→ TASK DESCRIPTION
Beginning at the line containing "self.name = name.into();", output every line to the end of the data below exactly as it appears.

→ DATA LISTING
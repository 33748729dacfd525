// Copyright (c) 2025 Jonathan Fontanez
// SPDX-License-Identifier: BUSL-1.1

//! Client-side values.
//!
//! Arrays and plain objects are shared (`Arc`) so that the same array can be
//! reachable from two places, or from itself. Identity of those containers is
//! what the marshaler's cycle detection keys on.

mod function;
mod image;
mod promise;

pub use function::{CallbackFn, ClientFunction};
pub use image::{ImageRepresentation, NativeImage};
pub use promise::{Promise, PromiseState};

use std::fmt;
use std::sync::Arc;

use bytes::Bytes;
use parking_lot::RwLock;

use crate::error::{FarProxyError, Result};
use crate::remote::{RemoteMethod, RemoteObject};

/// A value on the client side of the boundary.
#[derive(Clone)]
pub enum Value {
    Undefined,
    Null,
    Bool(bool),
    Number(f64),
    String(String),
    /// Milliseconds since the Unix epoch.
    Date(f64),
    RegExp {
        source: String,
        flags: String,
    },
    /// Raw binary payload, copied by value across the boundary.
    Buffer(Bytes),
    Array(ArrayRef),
    Object(ObjectRef),
    Image(NativeImage),
    Error(ErrorValue),
    /// A function owned by this process.
    Function(ClientFunction),
    Promise(Promise),
    /// Proxy for a host-resident object or function.
    Remote(RemoteObject),
    /// A method member of a proxy, resolved on first access.
    Method(RemoteMethod),
    /// Opaque structured payload passed through as-is.
    Structured(serde_json::Value),
}

impl Value {
    pub fn is_undefined(&self) -> bool {
        matches!(self, Value::Undefined)
    }

    pub fn is_null(&self) -> bool {
        matches!(self, Value::Null)
    }

    pub fn as_bool(&self) -> Option<bool> {
        match self {
            Value::Bool(b) => Some(*b),
            _ => None,
        }
    }

    pub fn as_f64(&self) -> Option<f64> {
        match self {
            Value::Number(n) => Some(*n),
            _ => None,
        }
    }

    pub fn as_str(&self) -> Option<&str> {
        match self {
            Value::String(s) => Some(s),
            _ => None,
        }
    }

    pub fn as_array(&self) -> Option<&ArrayRef> {
        match self {
            Value::Array(a) => Some(a),
            _ => None,
        }
    }

    pub fn as_object(&self) -> Option<&ObjectRef> {
        match self {
            Value::Object(o) => Some(o),
            _ => None,
        }
    }

    pub fn as_remote(&self) -> Option<&RemoteObject> {
        match self {
            Value::Remote(r) => Some(r),
            _ => None,
        }
    }

    pub fn as_method(&self) -> Option<&RemoteMethod> {
        match self {
            Value::Method(m) => Some(m),
            _ => None,
        }
    }

    pub fn as_function(&self) -> Option<&ClientFunction> {
        match self {
            Value::Function(f) => Some(f),
            _ => None,
        }
    }

    pub fn as_promise(&self) -> Option<&Promise> {
        match self {
            Value::Promise(p) => Some(p),
            _ => None,
        }
    }

    pub fn as_error(&self) -> Option<&ErrorValue> {
        match self {
            Value::Error(e) => Some(e),
            _ => None,
        }
    }

    /// Whether [`Value::invoke`] can do anything with this value.
    pub fn is_callable(&self) -> bool {
        match self {
            Value::Function(_) | Value::Method(_) => true,
            Value::Remote(r) => r.is_function(),
            _ => false,
        }
    }

    /// Call this value as a function, local or remote.
    #[track_caller]
    pub fn invoke(&self, args: Vec<Value>) -> Result<Value> {
        match self {
            Value::Function(f) => f.call(args),
            Value::Remote(r) => r.call(args),
            Value::Method(m) => m.call(args),
            other => Err(FarProxyError::TypeError(format!(
                "value of type '{}' is not callable",
                other.type_name()
            ))),
        }
    }

    pub fn type_name(&self) -> &'static str {
        match self {
            Value::Undefined => "undefined",
            Value::Null => "null",
            Value::Bool(_) => "boolean",
            Value::Number(_) => "number",
            Value::String(_) => "string",
            Value::Date(_) => "date",
            Value::RegExp { .. } => "regexp",
            Value::Buffer(_) => "buffer",
            Value::Array(_) => "array",
            Value::Object(_) => "object",
            Value::Image(_) => "image",
            Value::Error(_) => "error",
            Value::Function(_) => "function",
            Value::Promise(_) => "promise",
            Value::Remote(_) => "remote",
            Value::Method(_) => "method",
            Value::Structured(_) => "structured",
        }
    }
}

/// Deep equality for data, identity for functions, promises and proxies.
///
/// Cyclic arrays or objects compare forever; only compare acyclic values.
impl PartialEq for Value {
    fn eq(&self, other: &Self) -> bool {
        match (self, other) {
            (Value::Undefined, Value::Undefined) | (Value::Null, Value::Null) => true,
            (Value::Bool(a), Value::Bool(b)) => a == b,
            (Value::Number(a), Value::Number(b)) => a == b,
            (Value::String(a), Value::String(b)) => a == b,
            (Value::Date(a), Value::Date(b)) => a == b,
            (
                Value::RegExp { source, flags },
                Value::RegExp {
                    source: other_source,
                    flags: other_flags,
                },
            ) => source == other_source && flags == other_flags,
            (Value::Buffer(a), Value::Buffer(b)) => a == b,
            (Value::Array(a), Value::Array(b)) => a.ptr_eq(b) || a.to_vec() == b.to_vec(),
            (Value::Object(a), Value::Object(b)) => {
                a.ptr_eq(b) || (a.class_name() == b.class_name() && a.entries() == b.entries())
            }
            (Value::Image(a), Value::Image(b)) => a == b,
            (Value::Error(a), Value::Error(b)) => a == b,
            (Value::Function(a), Value::Function(b)) => a.ptr_eq(b),
            (Value::Promise(a), Value::Promise(b)) => a.ptr_eq(b),
            (Value::Remote(a), Value::Remote(b)) => a.ptr_eq(b),
            (Value::Method(a), Value::Method(b)) => a.ptr_eq(b),
            (Value::Structured(a), Value::Structured(b)) => a == b,
            _ => false,
        }
    }
}

impl fmt::Debug for Value {
    fn fmt(&self, f: &mut fmt::Formatter<'_>) -> fmt::Result {
        match self {
            Value::Undefined => write!(f, "undefined"),
            Value::Null => write!(f, "null"),
            Value::Bool(b) => write!(f, "{b}"),
            Value::Number(n) => write!(f, "{n}"),
            Value::String(s) => write!(f, "{s:?}"),
            Value::Date(ms) => write!(f, "Date({ms})"),
            Value::RegExp { source, flags } => write!(f, "/{source}/{flags}"),
            Value::Buffer(b) => write!(f, "Buffer({} bytes)", b.len()),
            Value::Array(a) => fmt::Debug::fmt(a, f),
            Value::Object(o) => fmt::Debug::fmt(o, f),
            Value::Image(i) => fmt::Debug::fmt(i, f),
            Value::Error(e) => fmt::Debug::fmt(e, f),
            Value::Function(func) => fmt::Debug::fmt(func, f),
            Value::Promise(p) => fmt::Debug::fmt(p, f),
            Value::Remote(r) => fmt::Debug::fmt(r, f),
            Value::Method(m) => fmt::Debug::fmt(m, f),
            Value::Structured(v) => write!(f, "Structured({v})"),
        }
    }
}

impl From<bool> for Value {
    fn from(b: bool) -> Self {
        Value::Bool(b)
    }
}

impl From<f64> for Value {
    fn from(n: f64) -> Self {
        Value::Number(n)
    }
}

impl From<i32> for Value {
    fn from(n: i32) -> Self {
        Value::Number(f64::from(n))
    }
}

impl From<u32> for Value {
    fn from(n: u32) -> Self {
        Value::Number(f64::from(n))
    }
}

impl From<&str> for Value {
    fn from(s: &str) -> Self {
        Value::String(s.to_string())
    }
}

impl From<String> for Value {
    fn from(s: String) -> Self {
        Value::String(s)
    }
}

impl From<Bytes> for Value {
    fn from(b: Bytes) -> Self {
        Value::Buffer(b)
    }
}

impl From<Vec<Value>> for Value {
    fn from(values: Vec<Value>) -> Self {
        Value::Array(ArrayRef::new(values))
    }
}

impl From<ArrayRef> for Value {
    fn from(a: ArrayRef) -> Self {
        Value::Array(a)
    }
}

impl From<ObjectRef> for Value {
    fn from(o: ObjectRef) -> Self {
        Value::Object(o)
    }
}

impl From<ClientFunction> for Value {
    fn from(f: ClientFunction) -> Self {
        Value::Function(f)
    }
}

impl From<Promise> for Value {
    fn from(p: Promise) -> Self {
        Value::Promise(p)
    }
}

impl From<NativeImage> for Value {
    fn from(i: NativeImage) -> Self {
        Value::Image(i)
    }
}

impl From<ErrorValue> for Value {
    fn from(e: ErrorValue) -> Self {
        Value::Error(e)
    }
}

impl From<RemoteObject> for Value {
    fn from(r: RemoteObject) -> Self {
        Value::Remote(r)
    }
}

/// Shared, mutable array. Clones share storage.
#[derive(Clone, Default)]
pub struct ArrayRef(Arc<RwLock<Vec<Value>>>);

impl ArrayRef {
    pub fn new(values: Vec<Value>) -> Self {
        Self(Arc::new(RwLock::new(values)))
    }

    pub fn len(&self) -> usize {
        self.0.read().len()
    }

    pub fn is_empty(&self) -> bool {
        self.0.read().is_empty()
    }

    pub fn get(&self, index: usize) -> Option<Value> {
        self.0.read().get(index).cloned()
    }

    pub fn push(&self, value: Value) {
        self.0.write().push(value);
    }

    pub fn set(&self, index: usize, value: Value) -> bool {
        match self.0.write().get_mut(index) {
            Some(slot) => {
                *slot = value;
                true
            }
            None => false,
        }
    }

    /// Snapshot of the current elements.
    pub fn to_vec(&self) -> Vec<Value> {
        self.0.read().clone()
    }

    pub fn ptr_eq(&self, other: &ArrayRef) -> bool {
        Arc::ptr_eq(&self.0, &other.0)
    }

    pub(crate) fn identity(&self) -> usize {
        Arc::as_ptr(&self.0) as *const () as usize
    }
}

impl fmt::Debug for ArrayRef {
    fn fmt(&self, f: &mut fmt::Formatter<'_>) -> fmt::Result {
        f.debug_list().entries(self.0.read().iter()).finish()
    }
}

/// Plain object: a class name plus ordered own-enumerable properties.
#[derive(Clone, Default)]
pub struct ObjectRef(Arc<RwLock<PlainObject>>);

#[derive(Clone, Default)]
struct PlainObject {
    class_name: String,
    properties: Vec<(String, Value)>,
}

impl ObjectRef {
    pub fn new() -> Self {
        Self::default()
    }

    pub fn with_class_name(class_name: impl Into<String>) -> Self {
        Self(Arc::new(RwLock::new(PlainObject {
            class_name: class_name.into(),
            properties: Vec::new(),
        })))
    }

    /// Build an object from `(key, value)` pairs, keeping their order.
    pub fn from_entries<K: Into<String>>(entries: impl IntoIterator<Item = (K, Value)>) -> Self {
        let object = Self::new();
        for (key, value) in entries {
            object.set(key, value);
        }
        object
    }

    pub fn class_name(&self) -> String {
        self.0.read().class_name.clone()
    }

    pub fn get(&self, key: &str) -> Option<Value> {
        self.0
            .read()
            .properties
            .iter()
            .find(|(k, _)| k == key)
            .map(|(_, v)| v.clone())
    }

    /// Insert or replace a property. New keys keep insertion order.
    pub fn set(&self, key: impl Into<String>, value: Value) {
        let key = key.into();
        let mut object = self.0.write();
        match object.properties.iter_mut().find(|(k, _)| *k == key) {
            Some((_, slot)) => *slot = value,
            None => object.properties.push((key, value)),
        }
    }

    pub fn remove(&self, key: &str) -> Option<Value> {
        let mut object = self.0.write();
        let index = object.properties.iter().position(|(k, _)| k == key)?;
        Some(object.properties.remove(index).1)
    }

    pub fn keys(&self) -> Vec<String> {
        self.0.read().properties.iter().map(|(k, _)| k.clone()).collect()
    }

    pub fn entries(&self) -> Vec<(String, Value)> {
        self.0.read().properties.clone()
    }

    pub fn len(&self) -> usize {
        self.0.read().properties.len()
    }

    pub fn is_empty(&self) -> bool {
        self.0.read().properties.is_empty()
    }

    pub fn ptr_eq(&self, other: &ObjectRef) -> bool {
        Arc::ptr_eq(&self.0, &other.0)
    }

    pub(crate) fn identity(&self) -> usize {
        Arc::as_ptr(&self.0) as *const () as usize
    }
}

impl fmt::Debug for ObjectRef {
    fn fmt(&self, f: &mut fmt::Formatter<'_>) -> fmt::Result {
        let object = self.0.read();
        let mut map = f.debug_map();
        for (key, value) in &object.properties {
            map.entry(key, value);
        }
        map.finish()
    }
}

/// An error value, either local or reconstructed from the host.
#[derive(Clone, Debug, PartialEq)]
pub struct ErrorValue {
    pub name: String,
    pub message: String,
    pub stack: Option<String>,
    /// Extra own-properties carried alongside the error.
    pub properties: Vec<(String, Value)>,
}

impl ErrorValue {
    pub fn new(message: impl Into<String>) -> Self {
        Self {
            name: "Error".to_string(),
            message: message.into(),
            stack: None,
            properties: Vec::new(),
        }
    }

    pub fn with_name(mut self, name: impl Into<String>) -> Self {
        self.name = name.into();
        self
    }

    pub fn with_property(mut self, key: impl Into<String>, value: Value) -> Self {
        self.properties.push((key.into(), value));
        self
    }

    pub fn property(&self, key: &str) -> Option<&Value> {
        self.properties
            .iter()
            .find(|(k, _)| k == key)
            .map(|(_, v)| v)
    }
}

impl fmt::Display for ErrorValue {
    fn fmt(&self, f: &mut fmt::Formatter<'_>) -> fmt::Result {
        write!(f, "{}", self.message)
    }
}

→ EXERCISE RESPONSE
        self.name = name.into();
        self
    }

    pub fn with_property(mut self, key: impl Into<String>, value: Value) -> Self {
        self.properties.push((key.into(), value));
        self
    }

    pub fn property(&self, key: &str) -> Option<&Value> {
        self.properties
            .iter()
            .find(|(k, _)| k == key)
            .map(|(_, v)| v)
    }
}

impl fmt::Display for ErrorValue {
    fn fmt(&self, f: &mut fmt::Formatter<'_>) -> fmt::Result {
        write!(f, "{}", self.message)
    }
}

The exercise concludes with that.